START Stored data

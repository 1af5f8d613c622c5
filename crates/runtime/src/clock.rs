//! Fixed-rate frame timing.
use std::time::{Duration, Instant};

/// Measures the time between frames and clamps long stalls.
///
/// The first tick reports one nominal period, so a session never starts
/// with a zero or unbounded delta.
#[derive(Clone, Debug)]
pub struct FrameClock {
    period: Duration,
    max_delta: f32,
    last: Option<Instant>,
}

impl FrameClock {
    pub const DEFAULT_FPS: u32 = 60;
    /// Longest delta handed to the simulation, in seconds.
    pub const MAX_DELTA: f32 = 0.1;

    pub fn new(target_fps: u32) -> Self {
        let fps = target_fps.max(1);
        Self {
            period: Duration::from_secs(1) / fps,
            max_delta: Self::MAX_DELTA,
            last: None,
        }
    }

    pub fn with_max_delta(mut self, max_delta: f32) -> Self {
        self.max_delta = max_delta.max(0.0);
        self
    }

    pub fn period(&self) -> Duration {
        self.period
    }

    /// Seconds since the previous tick, clamped to the maximum delta.
    pub fn tick(&mut self, now: Instant) -> f32 {
        let delta = match self.last {
            Some(last) => now.saturating_duration_since(last).as_secs_f32(),
            None => self.period.as_secs_f32(),
        };
        self.last = Some(now);
        delta.min(self.max_delta)
    }

    /// Forgets the previous tick, e.g. after a pause.
    pub fn reset(&mut self) {
        self.last = None;
    }
}

impl Default for FrameClock {
    fn default() -> Self {
        Self::new(Self::DEFAULT_FPS)
    }
}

END Stored data

## [Work to be completed]
For the listing above, give the number of lines that contain the string "last" and nothing else.

## [Response to this task]
6